In the years since Orwell’s 1946 essay ‘Why I Write’ much has changed and yet much remains the same. In that essay he noted that every line he had written since 1936 had been ‘against totalitarianism and for democratic socialism’. It was, he said, ‘a nonsense, in a period like our own, to think that one can avoid writing of such subjects. Everyone writes of them in one guise or another. It is simply a question of which side one takes and what approach one follows.’
It may not be possible in our current climate to identify two contrasting ideologies that constitute the threat and promise of our times as Orwell did, but what is ‘our period’ like? How are we writing about it? Why? Are we all on the same side?

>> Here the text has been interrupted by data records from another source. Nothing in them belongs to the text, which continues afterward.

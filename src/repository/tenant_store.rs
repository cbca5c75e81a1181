use chrono::{DateTime, FixedOffset, NaiveDate};
use rust_decimal::Decimal;
use serde_json::{Map, Value};
use sqlx::{postgres::PgRow, PgPool, Postgres, QueryBuilder, Row};

use crate::error::AppError;

/// Tables this service may read inside a tenant schema. The aggregation core
/// is read-only, so there is no insert/update/delete surface at all.
const TENANT_TABLES: &[&str] = &[
    "budgets",
    "expenses",
    "fees",
    "payments",
    "pqrs",
    "properties",
    "users",
];

/// A query handle scoped to one tenant's schema.
///
/// Constructed per request and per tenant, then passed down explicitly —
/// there is no process-global client. Exposes the accessor contract consumed
/// by the collectors: `count`, `aggregate_sum`, `find_many`.
#[derive(Debug, Clone)]
pub struct ScopedStore {
    pool: PgPool,
    schema: String,
}

impl ScopedStore {
    pub fn new(pool: PgPool, schema_name: &str) -> Result<Self, AppError> {
        let schema = validate_identifier(schema_name)?.to_string();
        Ok(Self { pool, schema })
    }

    pub fn schema(&self) -> &str {
        &self.schema
    }

    /// Count rows matching the filters.
    pub async fn count(
        &self,
        table: &str,
        filters: Option<&Map<String, Value>>,
    ) -> Result<i64, AppError> {
        let mut query = QueryBuilder::<Postgres>::new("SELECT COUNT(*)::bigint AS total FROM ");
        self.push_table(&mut query, table)?;
        query.push(" t WHERE 1=1");
        push_filters(&mut query, filters)?;

        let row = query.build().fetch_one(&self.pool).await.map_err(map_db_error)?;
        Ok(row.try_get::<i64, _>("total").unwrap_or(0))
    }

    /// Sum a numeric column over the matching rows.
    ///
    /// Returns `None` when no row matched — callers decide whether an empty
    /// aggregate means zero. Money columns are `numeric` and come back as
    /// `Decimal`, never as binary floating point.
    pub async fn aggregate_sum(
        &self,
        table: &str,
        column: &str,
        filters: Option<&Map<String, Value>>,
    ) -> Result<Option<Decimal>, AppError> {
        let column_name = validate_identifier(column)?;

        let mut query = QueryBuilder::<Postgres>::new("SELECT SUM(t.");
        query.push(column_name).push(")::numeric AS total FROM ");
        self.push_table(&mut query, table)?;
        query.push(" t WHERE 1=1");
        push_filters(&mut query, filters)?;

        let row = query.build().fetch_one(&self.pool).await.map_err(map_db_error)?;
        Ok(row.try_get::<Option<Decimal>, _>("total").unwrap_or(None))
    }

    /// Fetch matching rows as JSON objects, newest-first by default.
    pub async fn find_many(
        &self,
        table: &str,
        filters: Option<&Map<String, Value>>,
        limit: i64,
        order_by: &str,
        ascending: bool,
    ) -> Result<Vec<Value>, AppError> {
        let order_name = validate_identifier(order_by)?;

        let mut query = QueryBuilder::<Postgres>::new("SELECT row_to_json(t) AS row FROM ");
        self.push_table(&mut query, table)?;
        query.push(" t WHERE 1=1");
        push_filters(&mut query, filters)?;

        query.push(" ORDER BY t.").push(order_name);
        if ascending {
            query.push(" ASC");
        } else {
            query.push(" DESC");
        }
        query.push(" LIMIT ").push_bind(limit.clamp(1, 1000));

        let rows = query
            .build()
            .fetch_all(&self.pool)
            .await
            .map_err(map_db_error)?;
        Ok(read_rows(rows))
    }

    fn push_table<'a>(
        &self,
        query: &mut QueryBuilder<'a, Postgres>,
        table: &str,
    ) -> Result<(), AppError> {
        let table_name = validate_table(table)?;
        query.push(self.schema.clone()).push(".").push(table_name);
        Ok(())
    }
}

fn read_rows(rows: Vec<PgRow>) -> Vec<Value> {
    rows.into_iter()
        .filter_map(|row| row.try_get::<Option<Value>, _>("row").ok().flatten())
        .collect()
}

fn validate_table(table: &str) -> Result<&str, AppError> {
    let normalized = validate_identifier(table)?;
    if TENANT_TABLES.contains(&normalized) {
        return Ok(normalized);
    }
    Err(AppError::Forbidden(format!(
        "Table '{normalized}' is not allowed."
    )))
}

pub(crate) fn validate_identifier(identifier: &str) -> Result<&str, AppError> {
    let trimmed = identifier.trim();
    if trimmed.is_empty() {
        return Err(AppError::BadRequest(
            "Identifier cannot be empty.".to_string(),
        ));
    }
    if !trimmed.chars().all(|character| {
        character.is_ascii_lowercase() || character.is_ascii_digit() || character == '_'
    }) {
        return Err(AppError::BadRequest(format!(
            "Invalid identifier '{trimmed}'."
        )));
    }
    if trimmed
        .chars()
        .next()
        .is_some_and(|first| first.is_ascii_digit())
    {
        return Err(AppError::BadRequest(format!(
            "Invalid identifier '{trimmed}'."
        )));
    }
    Ok(trimmed)
}

#[derive(Debug, Clone)]
enum ScalarFilter {
    Text(String),
    Uuid(uuid::Uuid),
    Bool(bool),
    I64(i64),
    F64(f64),
    Date(NaiveDate),
    Timestamp(DateTime<FixedOffset>),
}

#[derive(Debug, Clone, Copy, PartialEq, Eq)]
enum FilterOperator {
    Eq,
    Gt,
    Gte,
    Lt,
    Lte,
    In,
    NotIn,
}

/// Filters are keyed `column` or `column__op` with op one of
/// gt/gte/lt/lte/in/not_in. Array values require `in`/`not_in` (a bare
/// array is treated as `in`).
fn parse_filter_key(filter_key: &str) -> Result<(&str, FilterOperator), AppError> {
    if let Some((column, suffix)) = filter_key.rsplit_once("__") {
        let operator = match suffix {
            "gt" => Some(FilterOperator::Gt),
            "gte" => Some(FilterOperator::Gte),
            "lt" => Some(FilterOperator::Lt),
            "lte" => Some(FilterOperator::Lte),
            "in" => Some(FilterOperator::In),
            "not_in" => Some(FilterOperator::NotIn),
            _ => None,
        };
        if let Some(operator) = operator {
            return Ok((validate_identifier(column)?, operator));
        }
    }
    Ok((validate_identifier(filter_key)?, FilterOperator::Eq))
}

fn push_filters(
    query: &mut QueryBuilder<Postgres>,
    filters: Option<&Map<String, Value>>,
) -> Result<(), AppError> {
    let Some(filter_map) = filters else {
        return Ok(());
    };
    for (key, value) in filter_map {
        push_filter_clause(query, key, value)?;
    }
    Ok(())
}

fn push_filter_clause(
    query: &mut QueryBuilder<Postgres>,
    filter_key: &str,
    value: &Value,
) -> Result<(), AppError> {
    let (column, operator) = parse_filter_key(filter_key)?;

    match value {
        Value::Null => Ok(()),
        Value::Array(items) => {
            let negated = match operator {
                FilterOperator::In | FilterOperator::Eq => false,
                FilterOperator::NotIn => true,
                _ => {
                    return Err(AppError::BadRequest(format!(
                        "Filter '{filter_key}' does not support array values."
                    )))
                }
            };
            if items.is_empty() {
                return Ok(());
            }
            push_array_filter(query, column, items, negated);
            Ok(())
        }
        _ => {
            if matches!(operator, FilterOperator::In | FilterOperator::NotIn) {
                return Err(AppError::BadRequest(format!(
                    "Filter '{filter_key}' requires an array value."
                )));
            }
            let filter = infer_scalar_filter(column, value);
            push_scalar_filter(query, column, operator, &filter);
            Ok(())
        }
    }
}

fn push_scalar_filter(
    query: &mut QueryBuilder<Postgres>,
    column: &str,
    operator: FilterOperator,
    value: &ScalarFilter,
) {
    let sql_operator = match operator {
        FilterOperator::Eq => " = ",
        FilterOperator::Gt => " > ",
        FilterOperator::Gte => " >= ",
        FilterOperator::Lt => " < ",
        FilterOperator::Lte => " <= ",
        FilterOperator::In | FilterOperator::NotIn => " = ",
    };

    query.push(" AND t.").push(column);
    match value {
        ScalarFilter::Text(text) => {
            // Cast so enum-typed status columns compare as text
            query
                .push("::text")
                .push(sql_operator)
                .push_bind(text.clone());
        }
        ScalarFilter::Uuid(id) => {
            query.push(sql_operator).push_bind(*id);
        }
        ScalarFilter::Bool(flag) => {
            query.push(sql_operator).push_bind(*flag);
        }
        ScalarFilter::I64(number) => {
            query.push(sql_operator).push_bind(*number);
        }
        ScalarFilter::F64(number) => {
            query.push(sql_operator).push_bind(*number);
        }
        ScalarFilter::Date(date) => {
            query.push(sql_operator).push_bind(*date);
        }
        ScalarFilter::Timestamp(timestamp) => {
            query.push(sql_operator).push_bind(timestamp.to_owned());
        }
    }
}

fn push_array_filter(
    query: &mut QueryBuilder<Postgres>,
    column: &str,
    items: &[Value],
    negated: bool,
) {
    if is_uuid_identifier(column) {
        let parsed = items
            .iter()
            .filter_map(Value::as_str)
            .filter_map(|text| uuid::Uuid::parse_str(text.trim()).ok())
            .collect::<Vec<_>>();
        if parsed.len() == items.len() {
            query.push(" AND ");
            if negated {
                query.push("NOT (");
            }
            query
                .push("t.")
                .push(column)
                .push(" = ANY(")
                .push_bind(parsed)
                .push(")");
            if negated {
                query.push(")");
            }
            return;
        }
    }

    let values = items.iter().map(render_scalar).collect::<Vec<_>>();
    query.push(" AND ");
    if negated {
        query.push("NOT (");
    }
    query
        .push("t.")
        .push(column)
        .push("::text = ANY(")
        .push_bind(values)
        .push(")");
    if negated {
        query.push(")");
    }
}

fn infer_scalar_filter(filter_key: &str, value: &Value) -> ScalarFilter {
    match value {
        Value::Bool(flag) => ScalarFilter::Bool(*flag),
        Value::Number(number) => {
            if let Some(as_i64) = number.as_i64() {
                return ScalarFilter::I64(as_i64);
            }
            if let Some(as_f64) = number.as_f64() {
                return ScalarFilter::F64(as_f64);
            }
            ScalarFilter::Text(number.to_string())
        }
        Value::String(text) => {
            let trimmed = text.trim();
            if is_uuid_identifier(filter_key) {
                if let Ok(parsed) = uuid::Uuid::parse_str(trimmed) {
                    return ScalarFilter::Uuid(parsed);
                }
            }
            if is_timestamp_identifier(filter_key) {
                if let Ok(parsed) = DateTime::parse_from_rfc3339(trimmed) {
                    return ScalarFilter::Timestamp(parsed);
                }
            }
            if is_date_identifier(filter_key) {
                if let Ok(parsed) = NaiveDate::parse_from_str(trimmed, "%Y-%m-%d") {
                    return ScalarFilter::Date(parsed);
                }
            }
            ScalarFilter::Text(text.clone())
        }
        _ => ScalarFilter::Text(render_scalar(value)),
    }
}

fn render_scalar(value: &Value) -> String {
    match value {
        Value::Null => String::new(),
        Value::String(text) => text.clone(),
        Value::Bool(flag) => flag.to_string(),
        Value::Number(number) => number.to_string(),
        Value::Array(_) | Value::Object(_) => value.to_string(),
    }
}

fn is_uuid_identifier(identifier: &str) -> bool {
    let normalized = identifier.trim();
    normalized == "id" || normalized.ends_with("_id")
}

fn is_date_identifier(identifier: &str) -> bool {
    let normalized = identifier.trim();
    normalized.ends_with("_date") || normalized.ends_with("_on")
}

fn is_timestamp_identifier(identifier: &str) -> bool {
    identifier.trim().ends_with("_at")
}

fn map_db_error(error: sqlx::Error) -> AppError {
    let message = error.to_string();
    tracing::error!(db_error = %message, "Tenant store query failed");
    AppError::Dependency("Tenant store operation failed.".to_string())
}

#[cfg(test)]
mod tests {
    use serde_json::{json, Map, Value};
    use sqlx::{Postgres, QueryBuilder};

    use super::{
        parse_filter_key, push_filter_clause, validate_identifier, validate_table, FilterOperator,
    };

    fn filters(entries: &[(&str, Value)]) -> Map<String, Value> {
        entries
            .iter()
            .map(|(key, value)| ((*key).to_string(), value.clone()))
            .collect()
    }

    #[test]
    fn identifier_validation() {
        assert!(validate_identifier("tenant_cj0042").is_ok());
        assert!(validate_identifier("paid_date").is_ok());
        assert!(validate_identifier("1bad").is_err());
        assert!(validate_identifier("Bad-Name").is_err());
        assert!(validate_identifier("drop table").is_err());
        assert!(validate_identifier("").is_err());
    }

    #[test]
    fn table_allowlist_is_enforced() {
        assert!(validate_table("payments").is_ok());
        assert!(validate_table("residential_complexes").is_err());
        assert!(validate_table("pg_catalog").is_err());
    }

    #[test]
    fn filter_keys_parse_operator_suffixes() {
        assert_eq!(
            parse_filter_key("status").unwrap(),
            ("status", FilterOperator::Eq)
        );
        assert_eq!(
            parse_filter_key("paid_date__gte").unwrap(),
            ("paid_date", FilterOperator::Gte)
        );
        assert_eq!(
            parse_filter_key("status__not_in").unwrap(),
            ("status", FilterOperator::NotIn)
        );
        assert!(parse_filter_key("bad column__gte").is_err());
    }

    #[test]
    fn not_in_filter_renders_negated_any() {
        let mut query = QueryBuilder::<Postgres>::new("SELECT COUNT(*) FROM tenant_a.pqrs t WHERE 1=1");
        push_filter_clause(
            &mut query,
            "status__not_in",
            &json!(["RESOLVED", "CLOSED"]),
        )
        .unwrap();
        let sql = query.sql();
        assert!(
            sql.contains("NOT (t.status::text = ANY("),
            "expected negated ANY clause, got: {sql}"
        );
    }

    #[test]
    fn date_range_filters_bind_dates() {
        let mut query =
            QueryBuilder::<Postgres>::new("SELECT SUM(t.amount) FROM tenant_a.payments t WHERE 1=1");
        for (key, value) in filters(&[
            ("status", json!("COMPLETED")),
            ("paid_date__gte", json!("2026-01-01")),
            ("paid_date__lte", json!("2026-01-31")),
        ]) {
            push_filter_clause(&mut query, &key, &value).unwrap();
        }
        let sql = query.sql();
        assert!(sql.contains("t.status::text = "), "got: {sql}");
        assert!(sql.contains("t.paid_date >= "), "got: {sql}");
        assert!(sql.contains("t.paid_date <= "), "got: {sql}");
    }

    #[test]
    fn scalar_filters_reject_in_operator() {
        let mut query = QueryBuilder::<Postgres>::new("SELECT 1 WHERE 1=1");
        assert!(push_filter_clause(&mut query, "status__in", &json!("PENDING")).is_err());
    }

    #[test]
    fn empty_array_filters_are_dropped() {
        let mut query = QueryBuilder::<Postgres>::new("SELECT 1 WHERE 1=1");
        push_filter_clause(&mut query, "status__in", &json!([])).unwrap();
        assert_eq!(query.sql(), "SELECT 1 WHERE 1=1");
    }
}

Totalitarianism is resurgent from the left and the right with populism holding the shared ground. Liberalism is fighting off attacks from those who once fought under its banner. Religious wars show no sign of dissolving in the heady solvents of technological advance or social progress. Identity politics promised a means of determining difference but might also bring about a silencing of dissent.

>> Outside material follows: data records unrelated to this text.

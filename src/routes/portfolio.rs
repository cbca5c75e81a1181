use axum::{
    extract::{Query, State},
    http::HeaderMap,
    Json,
};

use crate::{
    auth::require_admin_key,
    error::AppResult,
    schemas::PeriodQuery,
    services::{finance, portfolio},
    state::AppState,
};

pub fn router() -> axum::Router<AppState> {
    axum::Router::new()
        .route("/portfolio/metrics", axum::routing::get(portfolio_metrics))
        .route(
            "/portfolio/financial-summary",
            axum::routing::get(financial_summary).post(financial_summary_post),
        )
        .route(
            "/portfolio/reports/consolidated",
            axum::routing::get(consolidated_report),
        )
}

/// Portfolio-wide totals across every active complex.
async fn portfolio_metrics(
    State(state): State<AppState>,
    headers: HeaderMap,
) -> AppResult<Json<portfolio::PortfolioTotals>> {
    require_admin_key(&state, &headers)?;
    portfolio::portfolio_totals(&state).await.map(Json)
}

async fn financial_summary(
    State(state): State<AppState>,
    Query(query): Query<PeriodQuery>,
    headers: HeaderMap,
) -> AppResult<Json<finance::ConsolidatedFinancialReport>> {
    require_admin_key(&state, &headers)?;
    let range = query.parse()?;
    finance::consolidated_financial_report(&state, range)
        .await
        .map(Json)
}

async fn financial_summary_post(
    State(state): State<AppState>,
    headers: HeaderMap,
    Json(payload): Json<PeriodQuery>,
) -> AppResult<Json<finance::ConsolidatedFinancialReport>> {
    require_admin_key(&state, &headers)?;
    let range = payload.parse()?;
    finance::consolidated_financial_report(&state, range)
        .await
        .map(Json)
}

/// Same aggregation as the financial summary; consumed by the PDF renderer,
/// which lives outside this service.
async fn consolidated_report(
    State(state): State<AppState>,
    Query(query): Query<PeriodQuery>,
    headers: HeaderMap,
) -> AppResult<Json<finance::ConsolidatedFinancialReport>> {
    require_admin_key(&state, &headers)?;
    let range = query.parse()?;
    finance::consolidated_financial_report(&state, range)
        .await
        .map(Json)
}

Yet writers continue to try and make sense of where we are: their art and craft has never been more urgently needed. At the same time its commodification, competition from social media, changes in production and consumption of writing and ideas seem to be challenging the writer’s capacity to work, live and carry on creating their art.

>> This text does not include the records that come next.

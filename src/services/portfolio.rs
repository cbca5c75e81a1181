use std::time::Duration;

use rust_decimal::Decimal;
use serde::Serialize;
use tokio::task::JoinSet;

use crate::error::AppResult;
use crate::repository::tenant_store::ScopedStore;
use crate::services::collector::{collect_tenant_metrics, TenantMetrics};
use crate::state::AppState;
use crate::tenancy::{self, TenantRef};

/// Portfolio-wide totals across all active tenants. Failed tenants
/// contribute zero to every field.
#[derive(Debug, Clone, Default, PartialEq, Serialize)]
#[serde(rename_all = "camelCase")]
pub struct PortfolioTotals {
    pub total_properties: i64,
    pub total_residents: i64,
    pub total_pending_fees: Decimal,
    pub total_income: Decimal,
    pub total_open_tickets: i64,
    pub total_budgets_approved: Decimal,
    pub total_expenses: Decimal,
}

/// Summary mode: reduce every tenant's snapshot into one totals record.
pub async fn portfolio_totals(state: &AppState) -> AppResult<PortfolioTotals> {
    let results = collect_all_tenants(state).await?;
    Ok(reduce_totals(&results))
}

/// Detail mode: one entry per active tenant, registry order, failures
/// included with their error message.
pub async fn complex_metrics(state: &AppState) -> AppResult<Vec<TenantMetrics>> {
    collect_all_tenants(state).await
}

/// Fan out the collector across every active tenant.
///
/// Each tenant runs in its own task under a bounded timeout, so one slow or
/// unreachable schema cannot stall the pass. The join below is the barrier:
/// nothing is reduced until every tenant has resolved one way or the other.
/// Exactly one result per tenant comes back, in registry order.
async fn collect_all_tenants(state: &AppState) -> AppResult<Vec<TenantMetrics>> {
    let tenants = tenancy::list_active_tenants(state).await?;
    if tenants.is_empty() {
        return Ok(Vec::new());
    }

    let pool = tenancy::db_pool(state)?.clone();
    let timeout = Duration::from_secs(state.config.tenant_query_timeout_seconds.max(1));

    let mut tasks = JoinSet::new();
    for (index, tenant) in tenants.iter().cloned().enumerate() {
        let pool = pool.clone();
        tasks.spawn(async move {
            (index, collect_with_timeout(pool, tenant, timeout).await)
        });
    }

    let mut ordered: Vec<Option<TenantMetrics>> = vec![None; tenants.len()];
    while let Some(joined) = tasks.join_next().await {
        match joined {
            Ok((index, metrics)) => ordered[index] = Some(metrics),
            Err(join_error) => {
                tracing::error!(error = %join_error, "Tenant collection task aborted");
            }
        }
    }

    Ok(ordered
        .into_iter()
        .enumerate()
        .map(|(index, slot)| {
            slot.unwrap_or_else(|| {
                TenantMetrics::failed(&tenants[index], "tenant collection task aborted")
            })
        })
        .collect())
}

async fn collect_with_timeout(
    pool: sqlx::PgPool,
    tenant: TenantRef,
    timeout: Duration,
) -> TenantMetrics {
    let store = match ScopedStore::new(pool, &tenant.schema_name) {
        Ok(store) => store,
        Err(error) => return TenantMetrics::failed(&tenant, error.to_string()),
    };

    match tokio::time::timeout(timeout, collect_tenant_metrics(&store, &tenant)).await {
        Ok(metrics) => metrics,
        Err(_) => {
            tracing::warn!(
                complex = %tenant.name,
                timeout_seconds = timeout.as_secs(),
                "Tenant metric collection timed out"
            );
            TenantMetrics::failed(
                &tenant,
                format!("tenant store timed out after {}s", timeout.as_secs()),
            )
        }
    }
}

/// Reduce per-tenant results into portfolio totals. Plain addition, no
/// rounding mid-stream; failed tenants are skipped entirely.
pub fn reduce_totals(results: &[TenantMetrics]) -> PortfolioTotals {
    let mut totals = PortfolioTotals::default();
    for item in results {
        let TenantMetrics::Collected(snapshot) = item else {
            continue;
        };
        totals.total_properties += snapshot.properties;
        totals.total_residents += snapshot.residents;
        totals.total_pending_fees += snapshot.pending_fees;
        totals.total_income += snapshot.income;
        totals.total_open_tickets += snapshot.open_tickets;
        totals.total_budgets_approved += snapshot.budget_approved;
        totals.total_expenses += snapshot.expenses;
    }
    totals
}

#[cfg(test)]
mod tests {
    use rust_decimal::Decimal;
    use uuid::Uuid;

    use super::{reduce_totals, PortfolioTotals};
    use crate::services::collector::{TenantFailure, TenantMetricSnapshot, TenantMetrics};

    fn snapshot(name: &str, residents: i64, pending_fees: i64, income: i64) -> TenantMetrics {
        TenantMetrics::Collected(TenantMetricSnapshot {
            id: Uuid::new_v4(),
            name: name.to_string(),
            properties: residents / 2,
            residents,
            pending_fees: Decimal::from(pending_fees),
            income: Decimal::from(income),
            open_tickets: 1,
            budget_approved: Decimal::ZERO,
            expenses: Decimal::ZERO,
        })
    }

    fn failure(name: &str) -> TenantMetrics {
        TenantMetrics::Failed(TenantFailure {
            id: Uuid::new_v4(),
            name: name.to_string(),
            error: "connection refused".to_string(),
        })
    }

    #[test]
    fn zero_tenants_yield_all_zero_totals() {
        let totals = reduce_totals(&[]);
        assert_eq!(totals, PortfolioTotals::default());
        assert_eq!(totals.total_residents, 0);
        assert_eq!(totals.total_pending_fees, Decimal::ZERO);
    }

    #[test]
    fn failed_tenants_contribute_nothing_but_stay_listed() {
        let results = vec![
            snapshot("Altos del Parque", 10, 50, 1000),
            failure("Conjunto Norte"),
            snapshot("Mirador del Sur", 5, 0, 500),
        ];

        let totals = reduce_totals(&results);
        assert_eq!(results.len(), 3);
        assert_eq!(results.iter().filter(|r| r.is_failed()).count(), 1);
        assert_eq!(totals.total_residents, 15);
        assert_eq!(totals.total_pending_fees, Decimal::from(50));
        assert_eq!(totals.total_income, Decimal::from(1500));
    }

    #[test]
    fn reduction_is_idempotent() {
        let results = vec![
            snapshot("Altos del Parque", 8, 120, 900),
            snapshot("Mirador del Sur", 3, 0, 150),
        ];
        assert_eq!(reduce_totals(&results), reduce_totals(&results));
    }
}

Worlds 2018, ‘Why We Write’, makes a space to respond to his particular approach to the question of what motivates writers with a series of provocations from outstanding writers and translators; a space for debate, reflection, provocation, engagement and sharing. Marking the opening of the National Centre for Writing in England’s first UNESCO City of Literature, we will carve out three days to listen to writers, translators and thinkers identify the major challenges of our day, talk about how art might address them and share their motivations for writing.